Connecticut Superior Court Judicial District of Middlesex at Middletown
Apr 23, 2008
2008 Conn. Super. Ct. 6745 (Conn. Super. Ct. 2008)

Opinion

No. CV 06 5001511

April 23, 2008


MEMORANDUM OF DECISION RE WHETHER TOWN TERMINATING PLAINTIFF'S CLAIMED EXCLUSIVE USE OF PARKING AREA VIOLATES HER CIVIL RIGHTS


Plaintiff Joan Novarro has filed an eight-count Revised Complaint against the defendants, the Town of Clinton (Town) and its first selectman, William Fritz. The relevant facts follow.

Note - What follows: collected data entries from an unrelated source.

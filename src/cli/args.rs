//! Command-line argument definitions for Techloc
//!
//! This module defines the complete CLI interface using clap derive API.

use crate::app::models::{Coordinates, DatasetKind};
use crate::constants::DATASET_NAMES;
use crate::{Error, Result};
use clap::{Parser, Subcommand, ValueEnum};
use std::path::PathBuf;
use std::str::FromStr;

/// CLI arguments for the Techloc data tools
///
/// Normalizes fleet and service-partner datasets and places records without
/// coordinates at an approximate map position.
#[derive(Debug, Clone, Parser)]
#[command(
    name = "techloc",
    version,
    about = "Normalize fleet and service-partner datasets with approximate map placement",
    long_about = "Loads vehicle, installer and service-partner CSV exports, maps their inconsistent \
                  headers onto one record shape and assigns every record a map position. Records \
                  without coordinates are placed deterministically around their postal code, city \
                  or region center and tagged with how specific that placement is."
)]
pub struct Args {
    #[command(subcommand)]
    pub command: Option<Commands>,
}

/// Available subcommands
#[derive(Debug, Clone, Subcommand)]
pub enum Commands {
    /// Load datasets, normalize every row and report or export the records
    Normalize(NormalizeArgs),
    /// Resolve a single ad-hoc location
    Resolve(ResolveArgs),
    /// List the dataset catalog and which files are present
    Datasets(DatasetsArgs),
}

/// Data directory and placement table options shared by all commands
#[derive(Debug, Clone, Default, Parser)]
pub struct SourceArgs {
    /// Directory holding `<dataset>.csv` files
    ///
    /// Defaults to ./assets/data
    #[arg(
        short = 'd',
        long = "data-dir",
        value_name = "PATH",
        help = "Directory holding <dataset>.csv files"
    )]
    pub data_dir: Option<PathBuf>,

    /// Region center JSON resource
    ///
    /// Defaults to state-centers.json inside the data directory. A missing or
    /// malformed file falls back to the built-in national center.
    #[arg(
        long = "state-centers",
        value_name = "FILE",
        help = "Region center JSON resource"
    )]
    pub state_centers: Option<PathBuf>,

    /// Logging verbosity level
    #[arg(
        short = 'v',
        long = "verbose",
        action = clap::ArgAction::Count,
        help = "Increase logging verbosity (-v: info, -vv: debug, -vvv: trace)"
    )]
    pub verbose: u8,

    /// Suppress output (quiet mode)
    ///
    /// Only show errors. Overrides verbose settings and hides progress bars.
    #[arg(
        short = 'q',
        long = "quiet",
        help = "Suppress output except errors",
        conflicts_with = "verbose"
    )]
    pub quiet: bool,
}

/// Arguments for the normalize command
#[derive(Debug, Clone, Parser)]
pub struct NormalizeArgs {
    #[command(flatten)]
    pub source: SourceArgs,

    /// Datasets to load (comma-separated list)
    ///
    /// If not specified, loads every catalog dataset found in the data directory.
    #[arg(
        short = 's',
        long = "datasets",
        value_name = "LIST",
        help = "Comma-separated list of datasets to load",
        long_help = "Datasets to load as a comma-separated list.\n\
                     Available datasets:\n  \
                     installers, vehicles, towing_companies, resellers, repair_shops,\n  \
                     locksmiths, dispatchers, technicians, inspectors\n\n\
                     If not specified, loads every catalog dataset found in the data directory"
    )]
    pub datasets: Option<DatasetList>,

    /// Region code for installer and partner rows without one
    #[arg(
        long = "default-region",
        value_name = "CODE",
        help = "Region code assumed for rows that carry none"
    )]
    pub default_region: Option<String>,

    /// Keep only vehicles whose model, VIN, location or customer match
    #[arg(
        long = "search",
        value_name = "TEXT",
        help = "Keep only vehicles matching this text"
    )]
    pub search: Option<String>,

    /// Maximum number of datasets loaded at once
    #[arg(
        short = 'j',
        long = "jobs",
        value_name = "COUNT",
        help = "Maximum number of datasets loaded concurrently"
    )]
    pub jobs: Option<usize>,

    /// Write records to this file instead of stdout (json and csv formats)
    #[arg(
        short = 'o',
        long = "output-file",
        value_name = "FILE",
        help = "Output file for exported records"
    )]
    pub output_file: Option<PathBuf>,

    /// Output format for results
    #[arg(
        long = "output-format",
        value_enum,
        default_value = "human",
        help = "Output format for results"
    )]
    pub output_format: OutputFormat,
}

/// Arguments for the resolve command
#[derive(Debug, Clone, Parser)]
pub struct ResolveArgs {
    #[command(flatten)]
    pub source: SourceArgs,

    /// Region (state) code or name; only the first two letters are used
    #[arg(
        short = 'r',
        long = "region",
        value_name = "CODE",
        default_value = "",
        help = "Region code or name"
    )]
    pub region: String,

    /// Postal code
    #[arg(short = 'z', long = "zip", value_name = "ZIP", default_value = "")]
    pub zip: String,

    /// City name
    #[arg(short = 'c', long = "city", value_name = "CITY", default_value = "")]
    pub city: String,

    /// Seed separating identically named cities
    #[arg(long = "seed", value_name = "N", default_value_t = 0)]
    pub seed: u64,

    /// Known coordinates as LAT,LNG
    #[arg(
        long = "coords",
        value_name = "LAT,LNG",
        help = "Known coordinates; used as-is when finite"
    )]
    pub coords: Option<CoordinateArg>,

    /// Report the distance to this point as LAT,LNG
    #[arg(
        long = "from",
        value_name = "LAT,LNG",
        help = "Report distance and hotspot membership relative to this point"
    )]
    pub from: Option<CoordinateArg>,

    /// Output format for results
    #[arg(
        long = "output-format",
        value_enum,
        default_value = "human",
        help = "Output format for results"
    )]
    pub output_format: OutputFormat,
}

/// Arguments for the datasets command
#[derive(Debug, Clone, Parser)]
pub struct DatasetsArgs {
    #[command(flatten)]
    pub source: SourceArgs,

    /// Output format for results
    #[arg(
        long = "output-format",
        value_enum,
        default_value = "human",
        help = "Output format for results"
    )]
    pub output_format: OutputFormat,
}

/// Output format options for machine-readable results
#[derive(Debug, Clone, Copy, PartialEq, Eq, ValueEnum)]
pub enum OutputFormat {
    /// Human-readable output
    Human,
    /// JSON format for scripting
    Json,
    /// CSV format for data analysis
    Csv,
}

/// Wrapper for parsing comma-separated dataset lists
#[derive(Debug, Clone)]
pub struct DatasetList {
    pub datasets: Vec<DatasetKind>,
}

impl FromStr for DatasetList {
    type Err = Error;

    fn from_str(s: &str) -> Result<Self> {
        let names: Vec<&str> = s
            .split(',')
            .map(str::trim)
            .filter(|s| !s.is_empty())
            .collect();

        if names.is_empty() {
            return Err(Error::configuration("Dataset list cannot be empty"));
        }

        let mut datasets = Vec::with_capacity(names.len());
        for name in names {
            let kind = name.parse::<DatasetKind>().map_err(|_| {
                Error::configuration(format!(
                    "Unknown dataset '{}'. Available datasets: {}",
                    name,
                    DATASET_NAMES.join(", ")
                ))
            })?;
            if !datasets.contains(&kind) {
                datasets.push(kind);
            }
        }

        Ok(DatasetList { datasets })
    }
}

/// A `LAT,LNG` pair given on the command line
#[derive(Debug, Clone, Copy, PartialEq)]
pub struct CoordinateArg(pub Coordinates);

impl FromStr for CoordinateArg {
    type Err = Error;

    fn from_str(s: &str) -> Result<Self> {
        let (lat, lng) = s.split_once(',').ok_or_else(|| {
            Error::configuration("Coordinates must be in format: LAT,LNG")
        })?;

        let lat: f64 = lat
            .trim()
            .parse()
            .map_err(|_| Error::configuration(format!("Invalid latitude: {}", lat)))?;
        let lng: f64 = lng
            .trim()
            .parse()
            .map_err(|_| Error::configuration(format!("Invalid longitude: {}", lng)))?;

        if !(-90.0..=90.0).contains(&lat) {
            return Err(Error::configuration(format!(
                "Latitude out of range: {}",
                lat
            )));
        }
        if !(-180.0..=180.0).contains(&lng) {
            return Err(Error::configuration(format!(
                "Longitude out of range: {}",
                lng
            )));
        }

        Ok(CoordinateArg(Coordinates::new(lat, lng)))
    }
}

impl SourceArgs {
    /// Validate that explicitly given paths exist
    pub fn validate(&self) -> Result<()> {
        if let Some(data_dir) = &self.data_dir {
            if !data_dir.is_dir() {
                return Err(Error::configuration(format!(
                    "Data directory does not exist: {}",
                    data_dir.display()
                )));
            }
        }
        Ok(())
    }

    /// Determine the appropriate log level based on verbosity flags
    pub fn get_log_level(&self) -> &'static str {
        if self.quiet {
            "error"
        } else {
            match self.verbose {
                0 => "warn",
                1 => "info",
                2 => "debug",
                _ => "trace",
            }
        }
    }

    /// Check if we should show progress bars (not in quiet mode)
    pub fn show_progress(&self) -> bool {
        !self.quiet
    }
}

impl NormalizeArgs {
    /// Validate the normalize command arguments for consistency
    pub fn validate(&self) -> Result<()> {
        self.source.validate()?;

        if self.jobs == Some(0) {
            return Err(Error::configuration(
                "Number of jobs must be greater than 0",
            ));
        }

        if let Some(output_file) = &self.output_file {
            if self.output_format == OutputFormat::Human {
                return Err(Error::configuration(
                    "--output-file requires --output-format json or csv",
                ));
            }
            if let Some(parent) = output_file.parent().filter(|p| !p.as_os_str().is_empty()) {
                if !parent.exists() {
                    return Err(Error::configuration(format!(
                        "Output file directory does not exist: {}",
                        parent.display()
                    )));
                }
            }
        }

        Ok(())
    }

    /// Explicitly requested datasets, if any
    pub fn get_datasets(&self) -> Option<Vec<DatasetKind>> {
        self.datasets.as_ref().map(|list| list.datasets.clone())
    }
}

#[cfg(test)]
mod tests {
    use super::*;
    use crate::app::models::PartnerType;
    use tempfile::TempDir;

    fn normalize_args() -> NormalizeArgs {
        NormalizeArgs {
            source: SourceArgs::default(),
            datasets: None,
            default_region: None,
            search: None,
            jobs: None,
            output_file: None,
            output_format: OutputFormat::Human,
        }
    }

    #[test]
    fn test_dataset_list_parsing() {
        let result = DatasetList::from_str("vehicles").unwrap();
        assert_eq!(result.datasets, vec![DatasetKind::Vehicles]);

        let result = DatasetList::from_str(" installers , towing-companies,installers ").unwrap();
        assert_eq!(
            result.datasets,
            vec![
                DatasetKind::Installers,
                DatasetKind::Partners(PartnerType::TowingCompanies)
            ]
        );

        assert!(DatasetList::from_str("trucks").is_err());
        assert!(DatasetList::from_str("").is_err());
        assert!(DatasetList::from_str(",,,").is_err());
    }

    #[test]
    fn test_coordinate_arg_parsing() {
        let arg = CoordinateArg::from_str("34.05, -118.25").unwrap();
        assert_eq!(arg.0, Coordinates::new(34.05, -118.25));

        assert!(CoordinateArg::from_str("34.05").is_err());
        assert!(CoordinateArg::from_str("north,west").is_err());
        assert!(CoordinateArg::from_str("91,0").is_err());
        assert!(CoordinateArg::from_str("0,181").is_err());
    }

    #[test]
    fn test_normalize_args_validation() {
        let temp_dir = TempDir::new().unwrap();

        let mut args = normalize_args();
        args.source.data_dir = Some(temp_dir.path().to_path_buf());
        assert!(args.validate().is_ok());

        let mut invalid = args.clone();
        invalid.jobs = Some(0);
        assert!(invalid.validate().is_err());

        let mut invalid = args.clone();
        invalid.output_file = Some(temp_dir.path().join("out.json"));
        assert!(invalid.validate().is_err());
        invalid.output_format = OutputFormat::Json;
        assert!(invalid.validate().is_ok());

        let mut invalid = args.clone();
        invalid.source.data_dir = Some(PathBuf::from("/nonexistent/techloc"));
        assert!(invalid.validate().is_err());
    }

    #[test]
    fn test_log_level() {
        let mut source = SourceArgs::default();
        assert_eq!(source.get_log_level(), "warn");

        source.verbose = 1;
        assert_eq!(source.get_log_level(), "info");

        source.verbose = 2;
        assert_eq!(source.get_log_level(), "debug");

        source.verbose = 5;
        assert_eq!(source.get_log_level(), "trace");

        source.quiet = true;
        assert_eq!(source.get_log_level(), "error");
        assert!(!source.show_progress());
    }

    #[test]
    fn test_cli_parses_subcommands() {
        let args = Args::try_parse_from([
            "techloc",
            "resolve",
            "--region",
            "texas",
            "--city",
            "Austin",
            "--seed",
            "3",
            "--output-format",
            "json",
        ])
        .unwrap();

        match args.command {
            Some(Commands::Resolve(resolve)) => {
                assert_eq!(resolve.region, "texas");
                assert_eq!(resolve.city, "Austin");
                assert_eq!(resolve.seed, 3);
                assert_eq!(resolve.output_format, OutputFormat::Json);
            }
            other => panic!("expected resolve command, got {:?}", other),
        }

        let args = Args::try_parse_from(["techloc", "normalize", "-s", "vehicles", "-vv"]).unwrap();
        match args.command {
            Some(Commands::Normalize(normalize)) => {
                assert_eq!(normalize.get_datasets(), Some(vec![DatasetKind::Vehicles]));
                assert_eq!(normalize.source.verbose, 2);
            }
            other => panic!("expected normalize command, got {:?}", other),
        }
    }
}
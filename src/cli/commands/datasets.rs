//! Datasets command implementation
//!
//! Lists the dataset catalog with the file each dataset is read from.

use super::shared::{RunSummary, build_config, format_size, setup_logging};
use crate::app::services::coordinate_resolver::CoordinateResolver;
use crate::app::services::dataset_loader::{DatasetFile, DatasetLoader};
use crate::cli::args::{DatasetsArgs, OutputFormat};
use crate::{Error, Result};
use colored::Colorize;
use std::sync::Arc;
use std::time::Instant;
use tracing::debug;

/// Datasets command runner
pub async fn run_datasets(args: DatasetsArgs) -> Result<RunSummary> {
    let start_time = Instant::now();

    setup_logging(&args.source)?;
    debug!("Datasets arguments: {:?}", args);
    args.source.validate()?;

    let config = build_config(&args.source)?;
    let data_dir = config.data_dir.clone();
    let loader = DatasetLoader::new(config, Arc::new(CoordinateResolver::default()));
    let catalog = loader.catalog();

    match args.output_format {
        OutputFormat::Human => {
            println!();
            println!("{}", "📦 Techloc Datasets".bright_green().bold());
            println!("===================");
            println!("  {} {}", "Data directory:".bright_cyan(), data_dir.display());
            println!();
            for line in catalog_lines(&catalog) {
                println!("  {}", line);
            }
        }
        OutputFormat::Json => {
            let json = serde_json::to_string_pretty(&catalog)
                .map_err(|e| Error::json("Failed to serialize dataset catalog", e))?;
            println!("{}", json);
        }
        OutputFormat::Csv => {
            let mut writer = csv::Writer::from_writer(std::io::stdout());
            writer.write_record(["name", "path", "exists", "size_bytes"])?;
            for entry in &catalog {
                writer.write_record([
                    entry.name.clone(),
                    entry.path.display().to_string(),
                    entry.exists.to_string(),
                    entry.size_bytes.to_string(),
                ])?;
            }
            writer.flush()?;
        }
    }

    Ok(RunSummary {
        datasets_processed: catalog.iter().filter(|entry| entry.exists).count(),
        processing_time: start_time.elapsed(),
        ..Default::default()
    })
}

/// One display line per catalog entry
fn catalog_lines(catalog: &[DatasetFile]) -> Vec<String> {
    catalog
        .iter()
        .map(|entry| {
            if entry.exists {
                format!(
                    "{} {:<18} {}",
                    "✓".green(),
                    entry.name,
                    format_size(entry.size_bytes)
                )
            } else {
                format!("{} {:<18} {}", "✗".red(), entry.name, "missing".dimmed())
            }
        })
        .collect()
}

#[cfg(test)]
mod tests {
    use super::*;
    use std::path::PathBuf;

    #[test]
    fn test_catalog_lines() {
        colored::control::set_override(false);
        let catalog = vec![
            DatasetFile {
                name: "vehicles".to_string(),
                path: PathBuf::from("data/vehicles.csv"),
                exists: true,
                size_bytes: 2048,
            },
            DatasetFile {
                name: "locksmiths".to_string(),
                path: PathBuf::from("data/locksmiths.csv"),
                exists: false,
                size_bytes: 0,
            },
        ];

        let lines = catalog_lines(&catalog);
        assert_eq!(lines[0], format!("✓ {:<18} 2.00 KB", "vehicles"));
        assert_eq!(lines[1], format!("✗ {:<18} missing", "locksmiths"));
    }
}
//! Tests for installer normalization

use super::*;
use crate::app::services::record_normalizer::{DefaultHelpers, normalize_installer};

#[test]
fn test_installer_row() {
    let resolver = create_test_resolver();
    let helpers = DefaultHelpers::new(&resolver);
    let row = json!({
        "Installation Company": "Lone Star Installs",
        "State": "tx",
        "City": "Dallas",
        "Zip": "75201",
        "Email": "ops@lonestar.example",
        "Phone": "1 (214) 555-0100"
    });

    let installer = normalize_installer(&row, 3, &helpers);

    assert_eq!(installer.id, "3");
    assert_eq!(installer.record_type, "technicians");
    assert_eq!(installer.company, "Lone Star Installs");
    assert_eq!(installer.name, "Lone Star Installs");
    assert_eq!(installer.state, "TX");
    assert_eq!(installer.city, "Dallas");
    assert_eq!(installer.zip, "75201");
    assert_eq!(installer.email, "ops@lonestar.example");
    assert_eq!(installer.phone, "214-555-0100");
    assert_eq!(installer.phone_dial, "12145550100");
    assert_eq!(installer.seed, 3);
    assert_eq!(installer.location_accuracy, LocationAccuracy::Zip);
}

#[test]
fn test_company_name_wins_over_other_spellings() {
    let resolver = create_test_resolver();
    let helpers = DefaultHelpers::new(&resolver);
    let row = json!({ "company_name": "Primary", "Company": "Secondary", "name": "Third" });

    assert_eq!(normalize_installer(&row, 0, &helpers).company, "Primary");
}

#[test]
fn test_missing_fields_get_placeholders() {
    let resolver = create_test_resolver();
    let helpers = DefaultHelpers::new(&resolver);
    let installer = normalize_installer(&json!({}), 5, &helpers);

    assert_eq!(installer.company, "Installer");
    assert_eq!(installer.name, "Installer");
    assert_eq!(installer.email, "-");
    assert_eq!(installer.phone, "-");
    assert_eq!(installer.phone_dial, "");
    assert_eq!(installer.state, "US");
    assert_eq!(installer.location_accuracy, LocationAccuracy::State);
    assert!(installer.lat.is_finite() && installer.lng.is_finite());
}

#[test]
fn test_full_state_name_is_shortened() {
    let helpers = RecordingHelpers::new();
    let installer = normalize_installer(&json!({ "state": "california", "city": "Fresno" }), 8, &helpers);

    assert_eq!(installer.state, "CA");
    let call = helpers.last_call();
    assert_eq!(call.region_code, "CA");
    assert_eq!(call.city, "Fresno");
    assert_eq!(call.seed, 8);
    assert_eq!(call.fallback, None);
}

#[test]
fn test_explicit_coordinates_are_exact() {
    let resolver = create_test_resolver();
    let helpers = DefaultHelpers::new(&resolver);
    let row = json!({ "company": "Pin Drop", "state": "FL", "latitude": 25.76, "longitude": "-80.19" });

    let installer = normalize_installer(&row, 0, &helpers);

    assert_eq!(installer.location_accuracy, LocationAccuracy::Exact);
    assert_eq!(installer.lat, 25.76);
    assert_eq!(installer.lng, -80.19);
}

#[test]
fn test_metadata_fields_are_read() {
    let resolver = create_test_resolver();
    let helpers = DefaultHelpers::new(&resolver);
    let row = json!({
        "id": "inst-1",
        "metadata": { "Company": "Nested Co", "City": "Tampa", "State": "FL" }
    });

    let installer = normalize_installer(&row, 0, &helpers);

    assert_eq!(installer.id, "inst-1");
    assert_eq!(installer.company, "Nested Co");
    assert_eq!(installer.city, "Tampa");
    assert_eq!(installer.location_accuracy, LocationAccuracy::City);
}

#[test]
fn test_configured_default_region() {
    let resolver = create_test_resolver();
    let helpers = DefaultHelpers::new(&resolver).with_default_region("TX");
    let installer = normalize_installer(&json!({ "company": "No State" }), 0, &helpers);

    assert_eq!(installer.state, "TX");
    assert_eq!(installer.lat, 31.054);
    assert_eq!(installer.lng, -97.563);
}

#[test]
fn test_non_ascii_phone_digits() {
    let resolver = create_test_resolver();
    let helpers = DefaultHelpers::new(&resolver);
    let row = json!({ "Company": "Arabic Digits Co", "Phone": "٠١٢٣٤" });

    let installer = normalize_installer(&row, 0, &helpers);

    assert_eq!(installer.phone, "٠١٢٣٤");
    assert_eq!(installer.phone_dial, "٠١٢٣٤");
}
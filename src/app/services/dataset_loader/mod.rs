//! Dataset loading for the dashboard data directory
//!
//! Each dataset in the catalog lives at `<data_dir>/<name>.csv`. Loading reads
//! the file on a blocking task, normalizes every row through the shared
//! coordinate resolver and reports per-dataset statistics.
//!
//! ## Architecture
//!
//! - [`reader`] - CSV files to raw JSON rows
//! - [`metadata`] - load statistics
//! - [`DatasetLoader`] - discovery, single and concurrent dataset loads

use crate::app::models::{DatasetKind, NormalizedRecord};
use crate::app::services::coordinate_resolver::CoordinateResolver;
use crate::app::services::record_normalizer::{DefaultHelpers, normalize_record};
use crate::app::services::state_centers::StateCenterTable;
use crate::config::TechlocConfig;
use crate::constants::DATASET_FILE_EXTENSION;
use crate::{Error, Result};
use futures::stream::{self, StreamExt};
use indicatif::{ProgressBar, ProgressStyle};
use serde::Serialize;
use std::path::{Path, PathBuf};
use std::sync::Arc;
use std::time::Instant;
use tokio::task;
use tracing::{debug, info, warn};
use walkdir::WalkDir;

pub mod metadata;
pub mod reader;

#[cfg(test)]
pub mod tests;

pub use metadata::LoadStats;
pub use reader::{RawRows, read_csv_rows, read_rows_from};

/// A dataset with its normalized records
#[derive(Debug, Clone)]
pub struct LoadedDataset {
    pub kind: DatasetKind,
    pub records: Vec<NormalizedRecord>,
    pub stats: LoadStats,
}

/// Catalog entry as found on disk
#[derive(Debug, Clone, Serialize)]
pub struct DatasetFile {
    pub name: String,
    pub path: PathBuf,
    pub exists: bool,
    pub size_bytes: u64,
}

/// Loads catalog datasets from a data directory
#[derive(Debug, Clone)]
pub struct DatasetLoader {
    config: TechlocConfig,
    resolver: Arc<CoordinateResolver>,
}

impl DatasetLoader {
    pub fn new(config: TechlocConfig, resolver: Arc<CoordinateResolver>) -> Self {
        Self { config, resolver }
    }

    /// Build a loader whose resolver uses the configured state center table
    ///
    /// A missing or malformed table degrades to the default center; it never
    /// prevents loading.
    pub async fn from_config(config: TechlocConfig) -> Self {
        let centers = StateCenterTable::load(&config.state_centers_path()).await;
        info!(
            "Using {} region centers for placement",
            centers.region_count()
        );
        Self::new(config, Arc::new(CoordinateResolver::new(centers)))
    }

    pub fn config(&self) -> &TechlocConfig {
        &self.config
    }

    pub fn resolver(&self) -> &CoordinateResolver {
        &self.resolver
    }

    /// Expected location of a dataset file
    pub fn dataset_path(&self, kind: DatasetKind) -> PathBuf {
        self.config.data_dir.join(kind.file_name())
    }

    /// Report every catalog dataset and whether its file is present
    pub fn catalog(&self) -> Vec<DatasetFile> {
        DatasetKind::all()
            .into_iter()
            .map(|kind| {
                let path = self.dataset_path(kind);
                let size_bytes = std::fs::metadata(&path).map(|m| m.len()).ok();
                DatasetFile {
                    name: kind.name().to_string(),
                    exists: size_bytes.is_some(),
                    size_bytes: size_bytes.unwrap_or(0),
                    path,
                }
            })
            .collect()
    }

    /// Catalog datasets with a file in the data directory
    ///
    /// Files whose stem is not a catalog name are logged and ignored.
    ///
    /// # Errors
    /// * Returns `Error::FileNotFound` if the data directory doesn't exist
    /// * Returns `Error::DirectoryTraversal` if the directory cannot be read
    pub fn discover(&self) -> Result<Vec<DatasetKind>> {
        discover_datasets(&self.config.data_dir)
    }

    /// Load and normalize one dataset
    ///
    /// # Arguments
    /// * `kind` - Catalog dataset to load from `<data_dir>/<name>.csv`
    ///
    /// # Returns
    /// * `Result<LoadedDataset>` - Normalized records and loading statistics
    ///
    /// # Errors
    /// * Returns `Error::FileNotFound` if the dataset file doesn't exist
    /// * Returns `Error::CsvParsing` if the header line is malformed
    /// * Returns `Error::ProcessingInterrupted` if the reader task is cancelled
    pub async fn load(&self, kind: DatasetKind) -> Result<LoadedDataset> {
        let path = self.dataset_path(kind);
        info!("Loading dataset '{}' from {}", kind, path.display());

        let start_time = Instant::now();
        let raw = task::spawn_blocking({
            let path = path.clone();
            move || read_csv_rows(&path)
        })
        .await
        .map_err(|e| {
            Error::processing_interrupted(format!("Reading {} failed: {}", path.display(), e))
        })??;

        let mut stats = LoadStats::new(kind.name());
        stats.rows_read = raw.rows.len();
        stats.rows_skipped = raw.errors.len();
        stats.errors = raw.errors;

        let records = self.normalize_rows(kind, &raw.rows, &mut stats);
        stats.load_duration = start_time.elapsed();

        info!("{}", stats.summary());
        Ok(LoadedDataset {
            kind,
            records,
            stats,
        })
    }

    /// Normalize already decoded rows, e.g. rows fetched from a backend
    pub fn normalize_rows(
        &self,
        kind: DatasetKind,
        rows: &[serde_json::Value],
        stats: &mut LoadStats,
    ) -> Vec<NormalizedRecord> {
        let helpers =
            DefaultHelpers::new(&self.resolver).with_default_region(&self.config.default_region);

        let progress_bar = self.progress_bar(rows.len() as u64, kind);

        let records = rows
            .iter()
            .enumerate()
            .map(|(index, row)| {
                let record = normalize_record(kind, row, index, &helpers);
                stats.record(record.accuracy());
                if let Some(pb) = &progress_bar {
                    pb.inc(1);
                }
                record
            })
            .collect();

        if let Some(pb) = &progress_bar {
            pb.finish_with_message(format!("{} normalized", kind));
        }
        records
    }

    /// Load several datasets concurrently
    ///
    /// Results come back in the order of `kinds`. A failing dataset does not
    /// stop the others.
    pub async fn load_many(&self, kinds: &[DatasetKind]) -> Vec<(DatasetKind, Result<LoadedDataset>)> {
        let concurrent_limit = self.config.max_concurrent_datasets.max(1);
        debug!(
            "Loading {} datasets with concurrency {}",
            kinds.len(),
            concurrent_limit
        );

        let mut results: Vec<(usize, DatasetKind, Result<LoadedDataset>)> =
            stream::iter(kinds.iter().copied().enumerate())
                .map(|(position, kind)| async move {
                    let result = self.load(kind).await;
                    if let Err(e) = &result {
                        warn!("Failed to load dataset '{}': {}", kind, e);
                    }
                    (position, kind, result)
                })
                .buffer_unordered(concurrent_limit)
                .collect()
                .await;

        results.sort_by_key(|(position, _, _)| *position);
        results
            .into_iter()
            .map(|(_, kind, result)| (kind, result))
            .collect()
    }

    fn progress_bar(&self, len: u64, kind: DatasetKind) -> Option<ProgressBar> {
        if !self.config.show_progress || len == 0 {
            return None;
        }

        let pb = ProgressBar::new(len);
        if let Ok(style) = ProgressStyle::default_bar()
            .template("{spinner:.green} [{elapsed_precise}] [{bar:40.cyan/blue}] {pos}/{len} {msg}")
        {
            pb.set_style(style.progress_chars("#>-"));
        }
        pb.set_message(format!("Normalizing {}...", kind));
        Some(pb)
    }
}

/// Catalog datasets present directly under `data_dir`, in catalog order
///
/// # Errors
/// * Returns `Error::FileNotFound` if `data_dir` doesn't exist
/// * Returns `Error::DirectoryTraversal` if the directory cannot be read
pub fn discover_datasets(data_dir: &Path) -> Result<Vec<DatasetKind>> {
    if !data_dir.exists() {
        return Err(Error::file_not_found(data_dir.display().to_string()));
    }

    let mut found = Vec::new();
    for entry in WalkDir::new(data_dir).min_depth(1).max_depth(1) {
        let entry = entry.map_err(|e| {
            Error::directory_traversal(format!("Failed to read {}", data_dir.display()), e)
        })?;
        let path = entry.path();

        if !entry.file_type().is_file()
            || path.extension().and_then(|ext| ext.to_str()) != Some(DATASET_FILE_EXTENSION)
        {
            continue;
        }

        let Some(stem) = path.file_stem().and_then(|stem| stem.to_str()) else {
            continue;
        };

        match stem.parse::<DatasetKind>() {
            Ok(kind) => found.push(kind),
            Err(_) => debug!("Ignoring non-catalog file {}", path.display()),
        }
    }

    let catalog = DatasetKind::all();
    found.sort_by_key(|kind| catalog.iter().position(|k| k == kind));
    found.dedup();
    info!(
        "Discovered {} datasets in {}",
        found.len(),
        data_dir.display()
    );
    Ok(found)
}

The plaintiff is the owner of commercial real estate located at 25 East Main Street in Clinton. Immediately behind her property is a municipal parking lot owned by the Town. This lot was paved into a parking lot during the plaintiff's ownership of her lot, and originally, a curb was placed that created a small parking area of four parking spaces that could be accessed only by a driveway located on the plaintiff's property. The plaintiff and her neighbor used this small parking lot jointly for many years, an arrangement that ended when the plaintiff asserted exclusive rights to the area.

Upon receiving a complaint from the neighboring business, the Town conducted a survey and determined that the property in question belonged to the Town. Accordingly, the plaintiff was informed that she could not claim exclusive rights to its use. The plaintiff then asserted that due to the configuration of the lot, access to the lot could not be made without trespassing on her property. The Town responded by moving the subject curb to the edge of the property line. As a result of the new parking lot configuration, the plaintiff's customers must now cross over a curb to access the plaintiff's business. The plaintiff asserts that the defendants' action has given rise to four separate constitutional claims, including a denial of equal rights, a violation of procedural and substantive due process, and an unjust taking.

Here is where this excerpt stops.